Last Thursday, those voices, sharp as needles tore deeper when I heard back from Collegeville. I have not been accepted into this year’s workshop. I got the news when I had eked out a couple of hours off to make up for lots of time at work. I was able to carry my disappointment with me, out to the garden and started preparing my flowerbeds for some spring planting and sowing. It is only natural to want to know why I was not selected and of course, there is no way I can get that feedback. Nonetheless, I was able to step back enough to understand this about my writing: I think the focus of the workshop requires the participants to be further along in the process of writing a manuscript than I am in mine. I am certain Collegeville made a good decision.

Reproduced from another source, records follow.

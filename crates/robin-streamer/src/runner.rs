//! 后台流送线程
//!
//! 把 [`AnimationStreamer`] 放进一个专用线程，按配置的 tick 周期
//! 驱动 `update()`。宿主通过 [`StreamerHandle`] 下发控制命令
//! （crossbeam 通道），读取状态快照（arc-swap，无锁）。
//!
//! tick 节奏用 `spin_sleep` 维持：`thread::sleep` 的毫秒级误差对
//! 33ms 周期来说太粗。

use std::sync::Arc;
use std::thread::JoinHandle;
use std::time::{Duration, Instant};

use arc_swap::ArcSwap;
use crossbeam_channel::{Receiver, Sender, TryRecvError};
use tracing::{debug, error, info, trace, warn};

use crate::error::StreamerError;
use crate::link::RobotLink;
use crate::metrics::StreamerMetrics;
use crate::streamer::{AnimationStreamer, EventSink, StreamEvent, Tag, TrackFlags};

/// 控制命令
#[derive(Debug, Clone)]
pub enum StreamerCommand {
    /// 播放一个片段
    Play {
        name: String,
        num_loops: u32,
        interrupt_running: bool,
    },
    /// 中止当前播放
    Stop,
    /// 设置/清除空闲动画
    SetIdle(Option<String>),
    /// 锁定轨道
    LockTracks(TrackFlags),
    /// 解锁轨道
    UnlockTracks(TrackFlags),
    /// 退出后台线程
    Shutdown,
}

/// 状态快照（每 tick 发布一次）
#[derive(Debug, Clone, PartialEq, Eq, Default)]
pub struct StreamerStatus {
    /// 当前片段名（含空闲动画）
    pub playing: Option<String>,
    /// 当前播放 tag
    pub tag: Tag,
    /// 是否在播空闲动画
    pub is_idling: bool,
    /// 已完成的循环数
    pub loop_ctr: u32,
    /// 当前播放的流送时间（毫秒）
    pub streaming_time_ms: u32,
}

/// 后台线程句柄
///
/// 丢弃句柄不会停线程；要干净退出用 [`shutdown`](Self::shutdown)。
pub struct StreamerHandle {
    cmd_tx: Sender<StreamerCommand>,
    status: Arc<ArcSwap<StreamerStatus>>,
    metrics: Arc<StreamerMetrics>,
    event_sink: EventSink,
    join: Option<JoinHandle<()>>,
}

impl StreamerHandle {
    /// 播放一个片段（命令入队，tag 之后从 [`status`](Self::status) 读）
    pub fn play(
        &self,
        name: impl Into<String>,
        num_loops: u32,
        interrupt_running: bool,
    ) -> Result<(), StreamerError> {
        self.send(StreamerCommand::Play {
            name: name.into(),
            num_loops,
            interrupt_running,
        })
    }

    /// 中止当前播放
    pub fn stop(&self) -> Result<(), StreamerError> {
        self.send(StreamerCommand::Stop)
    }

    /// 设置/清除空闲动画
    pub fn set_idle(&self, name: Option<String>) -> Result<(), StreamerError> {
        self.send(StreamerCommand::SetIdle(name))
    }

    /// 锁定轨道
    pub fn lock_tracks(&self, tracks: TrackFlags) -> Result<(), StreamerError> {
        self.send(StreamerCommand::LockTracks(tracks))
    }

    /// 解锁轨道
    pub fn unlock_tracks(&self, tracks: TrackFlags) -> Result<(), StreamerError> {
        self.send(StreamerCommand::UnlockTracks(tracks))
    }

    fn send(&self, cmd: StreamerCommand) -> Result<(), StreamerError> {
        self.cmd_tx.send(cmd).map_err(|_| StreamerError::ChannelClosed)
    }

    /// 最近一次发布的状态快照
    pub fn status(&self) -> Arc<StreamerStatus> {
        self.status.load_full()
    }

    /// 指标计数器（与后台线程共享）
    pub fn metrics(&self) -> Arc<StreamerMetrics> {
        Arc::clone(&self.metrics)
    }

    /// 替换事件回调（线程安全，随时可调）
    pub fn set_event_sink(&self, sink: impl FnMut(&StreamEvent) + Send + 'static) {
        *self.event_sink.lock() = Some(Box::new(sink));
    }

    /// 请求退出并等待线程结束
    pub fn shutdown(mut self) {
        // 线程可能已经因链路致命错误退出，发送失败照样 join
        let _ = self.cmd_tx.send(StreamerCommand::Shutdown);
        if let Some(join) = self.join.take()
            && join.join().is_err()
        {
            error!("Streamer thread panicked");
        }
    }
}

/// 启动后台流送线程
pub fn spawn(
    streamer: AnimationStreamer,
    link: impl RobotLink + Send + 'static,
) -> StreamerHandle {
    let (cmd_tx, cmd_rx) = crossbeam_channel::unbounded();
    let status = Arc::new(ArcSwap::from_pointee(StreamerStatus::default()));
    let metrics = streamer.metrics();
    let event_sink = streamer.event_sink();

    let status_clone = Arc::clone(&status);
    let join = std::thread::Builder::new()
        .name("robin-streamer".to_string())
        .spawn(move || run_loop(streamer, link, cmd_rx, status_clone))
        .expect("failed to spawn streamer thread");

    StreamerHandle {
        cmd_tx,
        status,
        metrics,
        event_sink,
        join: Some(join),
    }
}

/// 流送线程主循环
fn run_loop(
    mut streamer: AnimationStreamer,
    mut link: impl RobotLink,
    cmd_rx: Receiver<StreamerCommand>,
    status: Arc<ArcSwap<StreamerStatus>>,
) {
    // 设置线程优先级（可选 feature）
    #[cfg(feature = "realtime")]
    {
        use thread_priority::*;

        match set_current_thread_priority(ThreadPriority::Max) {
            Ok(_) => info!("Streamer thread priority set to MAX (realtime)"),
            Err(e) => warn!(
                "Failed to set streamer thread priority: {}. \
                On Linux, you may need CAP_SYS_NICE or rtkit.",
                e
            ),
        }
    }

    let tick = Duration::from_millis(streamer.config().tick_interval_ms);
    info!(tick_ms = tick.as_millis() as u64, "Streamer thread started");

    loop {
        let tick_start = Instant::now();

        // 1. 非阻塞地吃掉所有排队的控制命令
        let mut shutdown = false;
        loop {
            match cmd_rx.try_recv() {
                Ok(cmd) => {
                    if handle_command(&mut streamer, cmd) {
                        shutdown = true;
                        break;
                    }
                },
                Err(TryRecvError::Empty) => break,
                Err(TryRecvError::Disconnected) => {
                    // 所有句柄都丢了，没人再能控制我们
                    debug!("Control channel disconnected, shutting down");
                    shutdown = true;
                    break;
                },
            }
        }
        if shutdown {
            break;
        }

        // 2. 推进一个 tick（链路错误不致命：下个 tick 重试）
        if let Err(e) = streamer.update(&mut link) {
            error!("Streamer tick failed: {}", e);
        }

        // 3. 发布状态快照
        status.store(Arc::new(StreamerStatus {
            playing: streamer.streaming_clip().map(String::from),
            tag: streamer.current_tag(),
            is_idling: streamer.is_idling(),
            loop_ctr: streamer.loop_count(),
            streaming_time_ms: streamer.streaming_time_ms(),
        }));

        // 4. 睡到下个 tick 边界
        let elapsed = tick_start.elapsed();
        if elapsed < tick {
            spin_sleep::sleep(tick - elapsed);
        } else {
            trace!(over_ms = (elapsed - tick).as_millis() as u64, "Tick overran");
        }
    }

    info!("Streamer thread exited");
}

/// 处理一条控制命令，返回是否要求退出
fn handle_command(streamer: &mut AnimationStreamer, cmd: StreamerCommand) -> bool {
    match cmd {
        StreamerCommand::Play {
            name,
            num_loops,
            interrupt_running,
        } => {
            if let Err(e) = streamer.play(&name, num_loops, interrupt_running) {
                warn!(clip = %name, "Play command failed: {}", e);
            }
        },
        StreamerCommand::Stop => streamer.stop(),
        StreamerCommand::SetIdle(name) => {
            if let Err(e) = streamer.set_idle(name.as_deref()) {
                warn!("SetIdle command failed: {}", e);
            }
        },
        StreamerCommand::LockTracks(tracks) => streamer.lock_tracks(tracks),
        StreamerCommand::UnlockTracks(tracks) => streamer.unlock_tracks(tracks),
        StreamerCommand::Shutdown => return true,
    }
    false
}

For me, though, the next challenge is dealing, not with itty bitty mean little voices, but with a deep current of awareness about my age and circumstances. I am in a demanding, a really demanding, job. The kind of pastoral care and ‘capacity building’ work I am doing these days is draining, unpredictable, and relentless. I struggle to find the energy and focus for the kind of writing I want to do. As I worked around the plants in my flower bed after I heard from Collegeville, trying to pull out the root structures of the weeds, discovering a fire-ant nest, realizing my favorite daisy plant did not make it through the winter, I wondered about the life I have built for myself. What might I be able to change, how I could open more space for the writing? I am no longer at the place where ‘do overs’ and ‘resets’ are reasonable and realistic. Even what’s in place right now is not particularly amenable to any significant change—small adjustments and tweaks is about it. I wish that weren’t the case. I wish I could change my life enough to sit and write for 3-4 hours a day until I finish my book. A lot of wishes and far more practical and immediate needs and responsibilities.
My flower bed was instructive. Wishing won’t take the weeds away—there is simply persistence. I can pour highly toxic poison on the ant nest and leave an awful legacy to those who will follow behind Sherod and me in tending to this corner of heaven. What I choose to do instead is work around that nest, be careful, share a space I wish were mine alone with some rather unsavory small creatures. The branches on the rose bushes in the bed are weighed down with more buds than I’ve ever seen on any of them. Amaryllis spikes with buds closed tight are pushing out and up at amazing speed. New seeds for ‘forget me nots,’ and ‘painted daisies,’ and ‘blanket flowers’ are already here, ready to be sown. And all of this requires one thing above all from me: I have to show up.
So today, I’m showing up for my garden and my life.